まずは一度だけ光輝の考えに反対した奴だ。案の定取り巻きの仕業で、そいつはクラスの中で孤立しかけた。孤立しなかったのは俺が庇ってやったからだ。その時だけは俺の生まれに感謝したが……
そして最高に傑作だったのが、あの大企業のご令嬢とやらに御執心なのが見え見えだったって事だが、それだけじゃなくその御令嬢が心を寄せてるのがあの女みてぇな男の方で、それを見ていた奴がせっかくのイケメン顔を醜く歪ませてたって事だ。
表向き所謂不良グループといわれる田山等3人とは敵対しているが、陰ではあいつらに金を払ったり、たまには自ら赴いてあいつをいじめてるって事はこっちはもうお見通しなんだよ、このクソ偽善者が。奴はそれでも優秀だ。恐らく力もつけるだろう。そして真っ先に狙うのがあの女男、その次が俺だろうな……

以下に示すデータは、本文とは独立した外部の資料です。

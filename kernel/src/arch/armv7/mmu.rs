//! ARMv7-A 2-level short-descriptor translation tables, 4 KiB granule.
//!
//! L1 is a 4096-entry, 16 KiB, 16 KiB-aligned root table; each entry is
//! either a 1 MiB section leaf or a pointer to a 256-entry, 1 KiB coarse L2
//! table of 4 KiB small-page leaves. `map_blocks` always
//! picks a section when `virt`/`phys`/`len` allow it, falling back to small
//! pages otherwise -- the ARMv7-A analogue of `Armv8Table::map_recursive`.

use crate::arch::addr::{PAddr, VAddr, PAGE_SIZE};
use crate::arch::interface::{AllocTable, MapAttrs, PageTable, PhysAccess};
use crate::error::KernelError;
use crate::error::KResult;

const L1_ENTRIES: usize = 4096;
const L1_SIZE: usize = L1_ENTRIES * 4;
const L2_ENTRIES: usize = 256;
const L2_SIZE: usize = L2_ENTRIES * 4;
const SECTION_SIZE: usize = 1 << 20;

const L1_TYPE_FAULT: u32 = 0b00;
const L1_TYPE_COARSE: u32 = 0b01;
const L1_TYPE_SECTION: u32 = 0b10;
const L1_TYPE_MASK: u32 = 0b11;

fn l1_index(virt: VAddr) -> usize {
    virt.addr() >> 20
}

fn l2_index(virt: VAddr) -> usize {
    (virt.addr() >> 12) & 0xff
}

fn ap_bits(attrs: MapAttrs) -> (u32, u32) {
    // Returns (apx, ap).
    match (attrs.user, attrs.writable) {
        (false, true) => (0, 0b01),
        (false, false) => (1, 0b01),
        (true, true) => (0, 0b11),
        (true, false) => (1, 0b11),
    }
}

fn section_bits(attrs: MapAttrs) -> u32 {
    let (apx, ap) = ap_bits(attrs);
    let (tex, c, b) = if attrs.device { (0u32, 0u32, 0u32) } else { (0u32, 1u32, 1u32) };
    let xn = if attrs.executable { 0 } else { 1 };
    L1_TYPE_SECTION
        | (xn << 4)
        | (0 << 5) // domain 0
        | (tex << 12)
        | (ap << 10)
        | (apx << 15)
        | (c << 3)
        | (b << 2)
}

fn small_page_bits(attrs: MapAttrs) -> u32 {
    let (apx, ap) = ap_bits(attrs);
    let (tex, c, b) = if attrs.device { (0u32, 0u32, 0u32) } else { (0u32, 1u32, 1u32) };
    let xn = if attrs.executable { 0 } else { 1 };
    0b1 // small page fixed bit1
        | xn
        | (ap << 4)
        | (apx << 9)
        | (tex << 6)
        | (c << 3)
        | (b << 2)
}

pub struct Armv7Table {
    root: PAddr,
}

impl Armv7Table {
    fn l1_entries(root: PAddr, access: PhysAccess<'_>) -> &'static mut [u32; L1_ENTRIES] {
        // SAFETY: `access` resolves the L1 root's physical address to a
        // currently-mapped, exclusively-owned 16 KiB region.
        unsafe { &mut *(access(root) as *mut [u32; L1_ENTRIES]) }
    }

    fn l2_entries(table: PAddr, access: PhysAccess<'_>) -> &'static mut [u32; L2_ENTRIES] {
        // SAFETY: same contract as `l1_entries`, for a 1 KiB coarse table.
        unsafe { &mut *(access(table) as *mut [u32; L2_ENTRIES]) }
    }

    fn map_one_section(
        &mut self,
        virt: VAddr,
        phys: PAddr,
        attrs: MapAttrs,
        access: PhysAccess<'_>,
    ) -> KResult<()> {
        let entries = Self::l1_entries(self.root, access);
        let idx = l1_index(virt);
        if entries[idx] & L1_TYPE_MASK != L1_TYPE_FAULT {
            return Err(KernelError::InvalidArgument);
        }
        entries[idx] = (phys.addr() as u32 & !0xfffff) | section_bits(attrs);
        Ok(())
    }

    fn map_one_page(
        &mut self,
        virt: VAddr,
        phys: PAddr,
        attrs: MapAttrs,
        alloc_table: AllocTable<'_>,
        access: PhysAccess<'_>,
    ) -> KResult<()> {
        let l1 = Self::l1_entries(self.root, access);
        let l1_idx = l1_index(virt);

        let l2_table = match l1[l1_idx] & L1_TYPE_MASK {
            L1_TYPE_FAULT => {
                let page = alloc_table(L2_SIZE, 10).ok_or(KernelError::OutOfMemory)?;
                for e in Self::l2_entries(page, access).iter_mut() {
                    *e = 0;
                }
                l1[l1_idx] = (page.addr() as u32 & !0x3ff) | L1_TYPE_COARSE;
                page
            }
            L1_TYPE_COARSE => PAddr::new((l1[l1_idx] & !0x3ff) as usize),
            _ => return Err(KernelError::InvalidArgument),
        };

        let l2 = Self::l2_entries(l2_table, access);
        let l2_idx = l2_index(virt);
        if l2[l2_idx] & 0b11 != 0 {
            return Err(KernelError::InvalidArgument);
        }
        l2[l2_idx] = (phys.addr() as u32 & !0xfff) | small_page_bits(attrs);
        Ok(())
    }
}

impl PageTable for Armv7Table {
    fn new_empty(alloc_table: AllocTable<'_>, access: PhysAccess<'_>) -> KResult<Self> {
        let root = alloc_table(L1_SIZE, 14).ok_or(KernelError::OutOfMemory)?;
        for e in Self::l1_entries(root, access).iter_mut() {
            *e = 0;
        }
        Ok(Self { root })
    }

    fn root_paddr(&self) -> PAddr {
        self.root
    }

    fn map_blocks(
        &mut self,
        virt: VAddr,
        phys: PAddr,
        len: usize,
        attrs: MapAttrs,
        alloc_table: AllocTable<'_>,
        access: PhysAccess<'_>,
    ) -> KResult<()> {
        let mut virt = virt;
        let mut phys = phys;
        let mut remaining = len;

        while remaining > 0 {
            if virt.addr() % SECTION_SIZE == 0 && phys.addr() % SECTION_SIZE == 0 && remaining >= SECTION_SIZE {
                self.map_one_section(virt, phys, attrs, access)?;
                virt = virt + SECTION_SIZE;
                phys = phys + SECTION_SIZE;
                remaining -= SECTION_SIZE;
            } else {
                self.map_one_page(virt, phys, attrs, alloc_table, access)?;
                virt = virt + PAGE_SIZE;
                phys = phys + PAGE_SIZE;
                remaining -= PAGE_SIZE;
            }
        }
        Ok(())
    }

    fn lookup(&self, virt: VAddr, access: PhysAccess<'_>) -> Option<PAddr> {
        let l1 = Self::l1_entries(self.root, access);
        let entry = l1[l1_index(virt)];
        match entry & L1_TYPE_MASK {
            L1_TYPE_SECTION => {
                let base = (entry & !0xfffff) as usize;
                Some(PAddr::new(base | (virt.addr() & 0xfffff)))
            }
            L1_TYPE_COARSE => {
                let l2_table = PAddr::new((entry & !0x3ff) as usize);
                let l2 = Self::l2_entries(l2_table, access);
                let leaf = l2[l2_index(virt)];
                if leaf & 0b11 == 0 {
                    return None;
                }
                let base = (leaf & !0xfff) as usize;
                Some(PAddr::new(base | (virt.addr() & 0xfff)))
            }
            _ => None,
        }
    }

    fn free_tables(&mut self, free_page: &mut dyn FnMut(PAddr), access: PhysAccess<'_>) {
        let l1 = Self::l1_entries(self.root, access);
        for &entry in l1.iter() {
            if entry & L1_TYPE_MASK == L1_TYPE_COARSE {
                free_page(PAddr::new((entry & !0x3ff) as usize));
            }
        }
    }
}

「ああ、取り合えず力をつけなきゃならねぇから、少し先にはなるがきっちりと決着はつけてやるぜ。解った。俺は手前等帝国の庇護者になってやるよ」
「ふふふふ、解ったぞ。では楽しみにしておるぞ、おっと言い忘れておった。当然他の勇者も始末しておいてくれよ? 例えば魔族の勇者魔王やエルフ・獣人の勇者じゃ」
へえそんなのも居るんだ、どういう奴らか? と想像していると再び強い光に包まれた。気がつけば礼拝堂に居た。俺のステータスタグを見てみる
小山秀郷 16歳 男 レベル:1
職業:狂戦士
称号:勇者
体力:150
攻撃:200
防御:50
敏捷:120
魔量:50
魔力:80
魔防:50
固有技能:【戦神の祝福】【先読】
【戦神の祝福】ブーストの上位版。魔量総量の半分の消費で5分間だけステータス4倍になる
【先読】直前の軌道が分かる
称号【勇者】基礎値UP・成長速度三倍
これは良い物をもらった。自分の自由と欲望の為、そして因縁の相手である光輝との決着の為に一日も早く力をつけようと決意しながら礼拝堂を出た。